- **REQUIRED ACTION**
Write each of the records out again exactly.
───
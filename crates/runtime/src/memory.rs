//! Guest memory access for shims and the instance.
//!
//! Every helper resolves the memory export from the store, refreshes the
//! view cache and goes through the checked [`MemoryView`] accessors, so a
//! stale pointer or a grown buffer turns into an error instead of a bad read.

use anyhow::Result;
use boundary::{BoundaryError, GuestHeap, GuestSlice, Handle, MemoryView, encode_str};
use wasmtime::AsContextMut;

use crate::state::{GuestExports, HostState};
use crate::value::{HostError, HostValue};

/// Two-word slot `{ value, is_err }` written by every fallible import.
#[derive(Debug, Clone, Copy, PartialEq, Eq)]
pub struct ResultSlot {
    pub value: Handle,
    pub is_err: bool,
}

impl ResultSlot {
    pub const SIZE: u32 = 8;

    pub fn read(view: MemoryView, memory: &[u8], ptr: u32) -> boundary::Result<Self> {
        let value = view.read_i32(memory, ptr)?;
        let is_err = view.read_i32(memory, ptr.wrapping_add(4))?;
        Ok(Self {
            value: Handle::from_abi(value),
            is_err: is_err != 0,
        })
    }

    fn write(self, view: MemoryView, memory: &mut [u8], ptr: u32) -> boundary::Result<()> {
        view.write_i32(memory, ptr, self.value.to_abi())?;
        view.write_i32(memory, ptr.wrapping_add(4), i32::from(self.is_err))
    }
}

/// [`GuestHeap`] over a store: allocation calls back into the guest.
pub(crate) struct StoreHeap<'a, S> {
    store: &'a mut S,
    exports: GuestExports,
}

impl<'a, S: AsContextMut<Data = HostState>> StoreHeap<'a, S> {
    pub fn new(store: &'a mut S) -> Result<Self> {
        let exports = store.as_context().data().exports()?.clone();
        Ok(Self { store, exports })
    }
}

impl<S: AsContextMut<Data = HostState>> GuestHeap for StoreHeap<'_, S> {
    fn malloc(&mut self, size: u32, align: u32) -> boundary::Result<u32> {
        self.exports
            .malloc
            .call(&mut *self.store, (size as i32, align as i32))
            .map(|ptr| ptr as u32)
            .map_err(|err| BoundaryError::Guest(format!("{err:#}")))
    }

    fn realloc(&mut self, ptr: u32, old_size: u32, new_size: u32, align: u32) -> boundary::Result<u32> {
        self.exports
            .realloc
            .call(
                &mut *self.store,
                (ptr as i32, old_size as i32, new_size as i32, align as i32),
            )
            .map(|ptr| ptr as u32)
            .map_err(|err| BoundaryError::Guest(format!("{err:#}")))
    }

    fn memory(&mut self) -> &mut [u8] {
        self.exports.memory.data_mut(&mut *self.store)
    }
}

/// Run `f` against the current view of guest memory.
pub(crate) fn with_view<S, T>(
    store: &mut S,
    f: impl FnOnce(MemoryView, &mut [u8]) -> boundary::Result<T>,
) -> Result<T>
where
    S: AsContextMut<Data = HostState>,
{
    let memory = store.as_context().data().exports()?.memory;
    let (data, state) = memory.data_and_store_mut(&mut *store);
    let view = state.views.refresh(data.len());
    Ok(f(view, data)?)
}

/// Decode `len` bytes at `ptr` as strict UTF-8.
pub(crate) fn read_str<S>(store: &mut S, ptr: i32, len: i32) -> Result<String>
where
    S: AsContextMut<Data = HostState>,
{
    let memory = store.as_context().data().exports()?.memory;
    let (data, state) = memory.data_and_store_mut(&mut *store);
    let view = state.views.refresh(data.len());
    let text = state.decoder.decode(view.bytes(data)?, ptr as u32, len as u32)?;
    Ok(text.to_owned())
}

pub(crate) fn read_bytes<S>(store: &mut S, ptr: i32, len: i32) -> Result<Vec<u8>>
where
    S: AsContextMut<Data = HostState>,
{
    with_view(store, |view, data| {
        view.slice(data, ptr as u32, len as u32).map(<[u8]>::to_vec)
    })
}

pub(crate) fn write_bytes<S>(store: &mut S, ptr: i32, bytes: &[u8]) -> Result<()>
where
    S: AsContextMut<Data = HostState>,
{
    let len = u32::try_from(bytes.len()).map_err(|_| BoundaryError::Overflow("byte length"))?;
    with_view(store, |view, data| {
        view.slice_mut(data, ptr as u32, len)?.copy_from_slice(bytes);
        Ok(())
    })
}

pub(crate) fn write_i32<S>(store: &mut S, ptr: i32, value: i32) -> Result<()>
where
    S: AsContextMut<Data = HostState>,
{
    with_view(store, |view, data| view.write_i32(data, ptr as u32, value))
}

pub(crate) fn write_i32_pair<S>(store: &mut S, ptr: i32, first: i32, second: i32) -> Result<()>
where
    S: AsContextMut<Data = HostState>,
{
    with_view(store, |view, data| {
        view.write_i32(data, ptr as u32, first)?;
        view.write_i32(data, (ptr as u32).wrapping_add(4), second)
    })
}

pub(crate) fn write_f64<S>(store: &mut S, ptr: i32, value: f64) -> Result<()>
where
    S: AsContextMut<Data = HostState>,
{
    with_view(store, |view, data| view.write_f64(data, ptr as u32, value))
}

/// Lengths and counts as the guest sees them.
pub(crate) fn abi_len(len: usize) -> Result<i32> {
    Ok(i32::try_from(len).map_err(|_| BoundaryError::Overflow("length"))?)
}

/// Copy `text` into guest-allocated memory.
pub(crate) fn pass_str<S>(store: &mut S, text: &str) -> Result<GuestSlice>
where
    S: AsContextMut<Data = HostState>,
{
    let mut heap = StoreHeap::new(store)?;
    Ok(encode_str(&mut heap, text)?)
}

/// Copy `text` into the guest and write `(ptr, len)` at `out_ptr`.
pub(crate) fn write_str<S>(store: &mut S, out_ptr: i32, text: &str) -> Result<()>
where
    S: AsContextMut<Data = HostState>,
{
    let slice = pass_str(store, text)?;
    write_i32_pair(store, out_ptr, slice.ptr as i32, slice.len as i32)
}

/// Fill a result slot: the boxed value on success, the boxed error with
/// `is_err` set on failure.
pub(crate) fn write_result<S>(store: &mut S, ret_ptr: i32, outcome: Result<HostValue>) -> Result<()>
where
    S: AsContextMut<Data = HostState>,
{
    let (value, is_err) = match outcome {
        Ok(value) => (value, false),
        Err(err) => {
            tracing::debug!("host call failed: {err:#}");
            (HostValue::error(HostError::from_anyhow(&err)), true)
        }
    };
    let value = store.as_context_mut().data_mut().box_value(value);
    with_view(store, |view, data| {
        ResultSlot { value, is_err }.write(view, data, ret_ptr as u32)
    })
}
───
- **ANSWER TO THIS EXERCISE**
filename crates/runtime/src/memory.rs
//! Guest memory access for shims and the instance.
//!
//! Every helper resolves the memory export from the store, refreshes the
//! view cache and goes through the checked [`MemoryView`] accessors, so a
//! stale pointer or a grown buffer turns into an error instead of a bad read.

use anyhow::Result;
use boundary::{BoundaryError, GuestHeap, GuestSlice, Handle, MemoryView, encode_str};
use wasmtime::AsContextMut;

use crate::state::{GuestExports, HostState};
use crate::value::{HostError, HostValue};

/// Two-word slot `{ value, is_err }` written by every fallible import.
#[derive(Debug, Clone, Copy, PartialEq, Eq)]
pub struct ResultSlot {
    pub value: Handle,
    pub is_err: bool,
}

impl ResultSlot {
    pub const SIZE: u32 = 8;

    pub fn read(view: MemoryView, memory: &[u8], ptr: u32) -> boundary::Result<Self> {
        let value = view.read_i32(memory, ptr)?;
        let is_err = view.read_i32(memory, ptr.wrapping_add(4))?;
        Ok(Self {
            value: Handle::from_abi(value),
            is_err: is_err != 0,
        })
    }

    fn write(self, view: MemoryView, memory: &mut [u8], ptr: u32) -> boundary::Result<()> {
        view.write_i32(memory, ptr, self.value.to_abi())?;
        view.write_i32(memory, ptr.wrapping_add(4), i32::from(self.is_err))
    }
}

/// [`GuestHeap`] over a store: allocation calls back into the guest.
pub(crate) struct StoreHeap<'a, S> {
    store: &'a mut S,
    exports: GuestExports,
}

impl<'a, S: AsContextMut<Data = HostState>> StoreHeap<'a, S> {
    pub fn new(store: &'a mut S) -> Result<Self> {
        let exports = store.as_context().data().exports()?.clone();
        Ok(Self { store, exports })
    }
}

impl<S: AsContextMut<Data = HostState>> GuestHeap for StoreHeap<'_, S> {
    fn malloc(&mut self, size: u32, align: u32) -> boundary::Result<u32> {
        self.exports
            .malloc
            .call(&mut *self.store, (size as i32, align as i32))
            .map(|ptr| ptr as u32)
            .map_err(|err| BoundaryError::Guest(format!("{err:#}")))
    }

    fn realloc(&mut self, ptr: u32, old_size: u32, new_size: u32, align: u32) -> boundary::Result<u32> {
        self.exports
            .realloc
            .call(
                &mut *self.store,
                (ptr as i32, old_size as i32, new_size as i32, align as i32),
            )
            .map(|ptr| ptr as u32)
            .map_err(|err| BoundaryError::Guest(format!("{err:#}")))
    }

    fn memory(&mut self) -> &mut [u8] {
        self.exports.memory.data_mut(&mut *self.store)
    }
}

/// Run `f` against the current view of guest memory.
pub(crate) fn with_view<S, T>(
    store: &mut S,
    f: impl FnOnce(MemoryView, &mut [u8]) -> boundary::Result<T>,
) -> Result<T>
where
    S: AsContextMut<Data = HostState>,
{
    let memory = store.as_context().data().exports()?.memory;
    let (data, state) = memory.data_and_store_mut(&mut *store);
    let view = state.views.refresh(data.len());
    Ok(f(view, data)?)
}

/// Decode `len` bytes at `ptr` as strict UTF-8.
pub(crate) fn read_str<S>(store: &mut S, ptr: i32, len: i32) -> Result<String>
where
    S: AsContextMut<Data = HostState>,
{
    let memory = store.as_context().data().exports()?.memory;
    let (data, state) = memory.data_and_store_mut(&mut *store);
    let view = state.views.refresh(data.len());
    let text = state.decoder.decode(view.bytes(data)?, ptr as u32, len as u32)?;
    Ok(text.to_owned())
}

pub(crate) fn read_bytes<S>(store: &mut S, ptr: i32, len: i32) -> Result<Vec<u8>>
where
    S: AsContextMut<Data = HostState>,
{
    with_view(store, |view, data| {
        view.slice(data, ptr as u32, len as u32).map(<[u8]>::to_vec)
    })
}

pub(crate) fn write_bytes<S>(store: &mut S, ptr: i32, bytes: &[u8]) -> Result<()>
where
    S: AsContextMut<Data = HostState>,
{
    let len = u32::try_from(bytes.len()).map_err(|_| BoundaryError::Overflow("byte length"))?;
    with_view(store, |view, data| {
        view.slice_mut(data, ptr as u32, len)?.copy_from_slice(bytes);
        Ok(())
    })
}

pub(crate) fn write_i32<S>(store: &mut S, ptr: i32, value: i32) -> Result<()>
where
    S: AsContextMut<Data = HostState>,
{
    with_view(store, |view, data| view.write_i32(data, ptr as u32, value))
}

pub(crate) fn write_i32_pair<S>(store: &mut S, ptr: i32, first: i32, second: i32) -> Result<()>
where
    S: AsContextMut<Data = HostState>,
{
    with_view(store, |view, data| {
        view.write_i32(data, ptr as u32, first)?;
        view.write_i32(data, (ptr as u32).wrapping_add(4), second)
    })
}

pub(crate) fn write_f64<S>(store: &mut S, ptr: i32, value: f64) -> Result<()>
where
    S: AsContextMut<Data = HostState>,
{
    with_view(store, |view, data| view.write_f64(data, ptr as u32, value))
}

/// Lengths and counts as the guest sees them.
pub(crate) fn abi_len(len: usize) -> Result<i32> {
    Ok(i32::try_from(len).map_err(|_| BoundaryError::Overflow("length"))?)
}

/// Copy `text` into guest-allocated memory.
pub(crate) fn pass_str<S>(store: &mut S, text: &str) -> Result<GuestSlice>
where
    S: AsContextMut<Data = HostState>,
{
    let mut heap = StoreHeap::new(store)?;
    Ok(encode_str(&mut heap, text)?)
}

/// Copy `text` into the guest and write `(ptr, len)` at `out_ptr`.
pub(crate) fn write_str<S>(store: &mut S, out_ptr: i32, text: &str) -> Result<()>
where
    S: AsContextMut<Data = HostState>,
{
    let slice = pass_str(store, text)?;
    write_i32_pair(store, out_ptr, slice.ptr as i32, slice.len as i32)
}

/// Fill a result slot: the boxed value on success, the boxed error with
/// `is_err` set on failure.
pub(crate) fn write_result<S>(store: &mut S, ret_ptr: i32, outcome: Result<HostValue>) -> Result<()>
where
    S: AsContextMut<Data = HostState>,
{
    let (value, is_err) = match outcome {
        Ok(value) => (value, false),
        Err(err) => {
            tracing::debug!("host call failed: {err:#}");
            (HostValue::error(HostError::from_anyhow(&err)), true)
        }
    };
    let value = store.as_context_mut().data_mut().box_value(value);
    with_view(store, |view, data| {
        ResultSlot { value, is_err }.write(view, data, ret_ptr as u32)
    })
}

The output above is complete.